The results of the implantation models were then used to model the effect of the devices on the valve functionality during the heart cycle. The valve closures at peak systolic position are compared in figure 4. This figure also shows the location of the calculated ROA, which is marked in blue. It can be seen that the IMA-AP devices closed the valve better than the IMA-CS devices in all sizes. The area that remained unsealed in the IMA-AP devices is concentrated mainly in the commissures' region. On the other hand, while the IMA-CS devices reduce the ROA relative to the disease, there is a prolapse in the posterior leaflet that prevents them from getting an even better closure. These findings can also be seen by looking at the quantitative comparison of table 1, where the ROAs, as well as annular dimensions, are compared. In the IMA-AP devices, the ROA is significantly changed with the shortening of the device, while with the IMA-CS there is no substantial change between the three models. Interestingly, the IMA-AP device with 50% had the smallest ROA of all the cases, and further shortening to 70% led to a larger ROA rather than a reduction. Similar to the diastolic configuration of the implantation models, in the systolic configurations the IMA-AP kept the substantial reduction in the AP diameter while this diameter was only slightly changed in the IMA-CS. On the other hand, the IMA-CS is more successful than the IMA-AP in reducing the intercommissural diameter during peak systole, also leading to an annular perimeter reduction from 123.4 to 115 mm, pre- and post-repair in the 22% case, respectively.

Figure 4.

Figure 4.

The various mitral valve configurations in their systolic positions pre- and post-implantation of IMA-CS and IMA-AP devices.

Table 1.

Regurgitant orfice area and anterior–posterior and intercommissural diameters of the mitral valve in peak systolic position.

model disease IMA-CS
IMA-AP
14% 18% 22% 30% 50% 70%
regurgitant orifice area (mm2) 172.8 56.7 55.3 48.2 51.1 27.3 46.1
anterior–posterior diameter (mm) 26.1 25.5 24.7 24.8 20.7 15.9 12.4
intercommissural diameter (mm) 42.9 38.0 37.7 36.8 44.6 46.3 47.9

Another way to examine the effectiveness of the treatment is to look at the contact area that represents the coaptation between the leaflets. Figure 5 presents a spread view of the mitral valves in all the cases with red markings for the contact areas. This figure also shows the predicted locations of the leakage, which are marked with blue lines, representing the outer contours of the ROAs shown in figure 4. It can be seen that in the IMA-AP with 50% and 70% shortening models there are much larger contact areas than in the other four repairs. Therefore, it directly indicates a better valve closure because possible leakages can only occur in the gaps between the contact regions. In addition, it can be seen that in the IMA-AP devices the contact region is in the middle of the AP leaflets, while in the IMA-CS there is contact near the commissures and in folds where the posterior leaflet touches itself. These contact regions resemble the contact locations found in the diseased valve, even if they are much larger in the IMA-CS, and they are much less effective at closing the valve. The figure in electronic supplementary material, 3 shows a spread view of the mitral valve in all the cases with contours of the absolute maximum principal strain in peak-systolic position. These results show that the implantation of the devices did not significantly alter the strains in the leaflets. Similarly, the strains in the surrounding tissues that are further away from the implantation site were not significantly affected by the implantations.

Figure 5.

Figure 5.

Comparison of spread views of the various cases with marked contact areas (red) and outer contours of the regurgitant orifice areas (blue).

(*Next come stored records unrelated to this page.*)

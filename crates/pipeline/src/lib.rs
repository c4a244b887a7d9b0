//! Import orchestration.
//!
//! The [`Orchestrator`] wires operator intents (select a file, preview,
//! submit, cancel, retry, reset) to the sampling analyzer, the
//! [`UploadController`](upload::UploadController) and the progress channel
//! manager, and applies everything they report to the job store.

pub mod error;
pub mod orchestrator;
pub mod upload;

pub use error::PipelineError;
pub use orchestrator::{Orchestrator, OrchestratorConfig};
pub use upload::{RejectionKind, SubmitOutcome, SubmitPolicy, UploadController};
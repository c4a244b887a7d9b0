//! In-process notice bus backed by a `tokio::sync::broadcast` channel.
//!
//! Shared as `Arc<EventBus>`; the orchestrator publishes through the
//! [`Notifier`] impl and any number of views subscribe.

use tokio::sync::broadcast;

use crate::notice::{Notice, Notifier};

/// Default buffer capacity for the broadcast channel.
const DEFAULT_CAPACITY: usize = 256;

pub struct EventBus {
    sender: broadcast::Sender<Notice>,
}

impl EventBus {
    /// Create a bus with a specific channel capacity.
    ///
    /// When the buffer is full the oldest unread notices are dropped and
    /// slow receivers observe `RecvError::Lagged`.
    pub fn new(capacity: usize) -> Self {
        let (sender, _) = broadcast::channel(capacity);
        Self { sender }
    }

    /// Publish to all current subscribers. Dropped when nobody listens.
    pub fn publish(&self, notice: Notice) {
        let _ = self.sender.send(notice);
    }

    pub fn subscribe(&self) -> broadcast::Receiver<Notice> {
        self.sender.subscribe()
    }
}

impl Default for EventBus {
    fn default() -> Self {
        Self::new(DEFAULT_CAPACITY)
    }
}

impl Notifier for EventBus {
    fn notify(&self, notice: Notice) {
        tracing::debug!(severity = %notice.severity, message = %notice.message, "Publishing notice");
        self.publish(notice);
    }
}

3.3. Post-implantation function: blood leakage through the valve at peak systole

In order to obtain a quantitative description of the leakage, the SPH models were used. In figure 6, the colour of the particles represents their locations: red for those that leaked through the mitral valve and reached the LA, black for those that flowed through the aortic valve and reached the aorta, and blue for those that stayed in the LV. Therefore, to quantify the leakage ratio, the number of red particles relative to the total number of red and black particles was calculated. Table 2 compares the calculated leakage ratios from the seven models. All repairs significantly reduced the leakage relative to the disease. The results in table 2 are consistent with those of the ROA that were presented in the previous subsection. In the IMA-AP, the leakage ratio in the 70% model is higher than found in the 50% case, as was also seen in the ROA results. When comparing the two devices, the leakage locations are different. While in the IMA-AP the leakage is close to the commissures, in the IMA-CS the leakage is near the centre of the valve.

Figure 6.

Figure 6.

Comparison of the results from the systolic haemodynamic models of the various cases.

Table 2.

Comparison of the calculated leakage ratio (in percentage) from the various systolic haemodynamic models.

model disease IMA-CS
IMA-AP
14% 18% 22% 30% 50% 70%
leakage ratio (%) 5.26 0.52 0.41 0.29 0.16 0.08 0.13

4. Discussion

In this study, a numerical biomechanics model of a beating heart with FMR was generated and used to examine different generic IMA devices for treatment of the disease. The aim of this study was to compare two types of IMA percutaneous repair techniques, IMA-CS and IMA-AP, by FEA and blood leakage modelling. A total of seven cases, pre-procedural pathology and three different sizes of each device, were examined and compared. To model the IMA treatments, which have not been studied in previous works, the current models were used to evaluate the effect of the device on the systolic function. Since the device is implanted in the relaxed (expanded) heart, the contraction of the heart and its interaction with the devices had to be included to determine the systolic function. This contraction–interaction is another novelty of the current study because this phenomenon could have been ignored in previous models of other devices, such as the MitraClip, where it does not play a major role in the device's function.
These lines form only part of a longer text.